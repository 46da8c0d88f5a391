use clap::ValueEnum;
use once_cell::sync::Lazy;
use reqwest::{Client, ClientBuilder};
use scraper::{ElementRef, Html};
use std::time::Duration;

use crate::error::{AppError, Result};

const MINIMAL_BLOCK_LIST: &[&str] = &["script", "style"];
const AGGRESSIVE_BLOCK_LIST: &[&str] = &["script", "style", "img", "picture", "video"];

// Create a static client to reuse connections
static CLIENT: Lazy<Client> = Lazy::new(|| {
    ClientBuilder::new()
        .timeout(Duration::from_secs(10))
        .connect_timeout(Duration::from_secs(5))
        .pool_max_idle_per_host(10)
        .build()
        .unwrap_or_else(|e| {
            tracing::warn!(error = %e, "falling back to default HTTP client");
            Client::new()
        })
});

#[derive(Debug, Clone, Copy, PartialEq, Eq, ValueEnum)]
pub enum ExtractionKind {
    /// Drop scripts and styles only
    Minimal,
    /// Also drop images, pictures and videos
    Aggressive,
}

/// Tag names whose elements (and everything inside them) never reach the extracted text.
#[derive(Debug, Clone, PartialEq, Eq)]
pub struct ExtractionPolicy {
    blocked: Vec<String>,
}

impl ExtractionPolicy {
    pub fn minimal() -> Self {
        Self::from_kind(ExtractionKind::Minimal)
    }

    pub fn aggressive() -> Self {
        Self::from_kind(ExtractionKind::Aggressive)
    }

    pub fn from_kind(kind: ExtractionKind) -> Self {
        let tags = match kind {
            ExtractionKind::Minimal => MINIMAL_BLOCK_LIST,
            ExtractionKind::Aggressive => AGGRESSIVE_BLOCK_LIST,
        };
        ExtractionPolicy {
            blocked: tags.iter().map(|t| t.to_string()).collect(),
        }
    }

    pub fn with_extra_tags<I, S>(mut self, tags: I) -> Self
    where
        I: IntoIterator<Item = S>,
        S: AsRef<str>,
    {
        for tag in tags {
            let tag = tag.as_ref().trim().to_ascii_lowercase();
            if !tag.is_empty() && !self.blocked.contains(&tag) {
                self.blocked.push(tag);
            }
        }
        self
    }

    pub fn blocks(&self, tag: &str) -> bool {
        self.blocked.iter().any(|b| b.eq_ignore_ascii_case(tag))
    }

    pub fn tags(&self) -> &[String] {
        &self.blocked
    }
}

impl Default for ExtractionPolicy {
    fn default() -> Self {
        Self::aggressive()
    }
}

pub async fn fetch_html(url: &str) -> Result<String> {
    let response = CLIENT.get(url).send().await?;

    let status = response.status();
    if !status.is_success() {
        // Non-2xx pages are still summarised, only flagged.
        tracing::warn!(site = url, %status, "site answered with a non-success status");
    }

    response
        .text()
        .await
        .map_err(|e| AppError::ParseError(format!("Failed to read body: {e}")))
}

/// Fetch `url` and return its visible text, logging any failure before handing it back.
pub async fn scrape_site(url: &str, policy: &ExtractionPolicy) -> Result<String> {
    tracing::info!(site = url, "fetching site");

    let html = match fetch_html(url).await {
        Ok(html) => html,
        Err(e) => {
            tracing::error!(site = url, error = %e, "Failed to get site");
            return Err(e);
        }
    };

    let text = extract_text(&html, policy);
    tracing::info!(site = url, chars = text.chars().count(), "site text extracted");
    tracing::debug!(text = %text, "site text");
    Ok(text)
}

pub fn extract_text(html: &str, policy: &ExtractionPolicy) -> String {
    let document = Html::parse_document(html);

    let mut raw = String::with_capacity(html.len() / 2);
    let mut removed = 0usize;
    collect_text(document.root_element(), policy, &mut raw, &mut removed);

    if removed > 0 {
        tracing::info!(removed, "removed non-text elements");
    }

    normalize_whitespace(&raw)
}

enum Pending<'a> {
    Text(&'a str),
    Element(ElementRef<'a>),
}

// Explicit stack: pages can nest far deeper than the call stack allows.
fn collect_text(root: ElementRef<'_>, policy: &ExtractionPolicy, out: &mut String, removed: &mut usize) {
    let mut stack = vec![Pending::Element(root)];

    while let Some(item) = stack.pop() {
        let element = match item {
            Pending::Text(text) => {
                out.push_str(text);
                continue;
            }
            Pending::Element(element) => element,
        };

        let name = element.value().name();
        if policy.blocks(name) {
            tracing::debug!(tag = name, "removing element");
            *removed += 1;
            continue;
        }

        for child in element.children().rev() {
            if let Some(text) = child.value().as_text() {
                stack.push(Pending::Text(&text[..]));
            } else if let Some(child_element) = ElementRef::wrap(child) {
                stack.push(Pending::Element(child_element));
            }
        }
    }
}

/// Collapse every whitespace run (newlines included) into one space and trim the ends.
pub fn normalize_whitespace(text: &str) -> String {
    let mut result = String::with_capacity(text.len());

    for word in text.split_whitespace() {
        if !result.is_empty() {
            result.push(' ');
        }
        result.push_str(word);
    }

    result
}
◇ ◇ ◇
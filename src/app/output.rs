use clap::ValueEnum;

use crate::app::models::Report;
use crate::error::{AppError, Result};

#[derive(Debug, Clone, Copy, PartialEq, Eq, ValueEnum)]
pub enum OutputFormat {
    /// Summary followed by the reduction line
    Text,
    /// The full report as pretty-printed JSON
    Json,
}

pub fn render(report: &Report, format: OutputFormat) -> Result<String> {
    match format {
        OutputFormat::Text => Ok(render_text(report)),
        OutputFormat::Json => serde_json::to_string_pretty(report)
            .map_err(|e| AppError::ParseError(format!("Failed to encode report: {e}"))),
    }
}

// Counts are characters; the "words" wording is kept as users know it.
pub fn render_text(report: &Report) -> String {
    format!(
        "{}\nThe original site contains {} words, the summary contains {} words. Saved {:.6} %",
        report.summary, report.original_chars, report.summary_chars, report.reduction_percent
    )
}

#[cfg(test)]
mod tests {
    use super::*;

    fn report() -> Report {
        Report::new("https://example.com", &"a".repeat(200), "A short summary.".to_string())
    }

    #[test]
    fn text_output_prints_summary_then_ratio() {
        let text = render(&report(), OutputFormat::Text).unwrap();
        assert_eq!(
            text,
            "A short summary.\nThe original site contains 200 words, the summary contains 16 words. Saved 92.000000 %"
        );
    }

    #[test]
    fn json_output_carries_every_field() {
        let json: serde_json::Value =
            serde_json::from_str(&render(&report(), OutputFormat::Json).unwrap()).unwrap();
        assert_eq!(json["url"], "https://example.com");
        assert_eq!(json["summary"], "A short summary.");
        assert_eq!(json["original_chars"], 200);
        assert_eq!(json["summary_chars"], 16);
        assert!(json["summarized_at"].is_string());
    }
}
◇ ◇ ◇
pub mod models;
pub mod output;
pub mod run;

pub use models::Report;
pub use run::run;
◇ ◇ ◇
Work required - Taking the listing as a whole, count how many of its lines contain the word "Some", and reply with that count alone.

Response - 3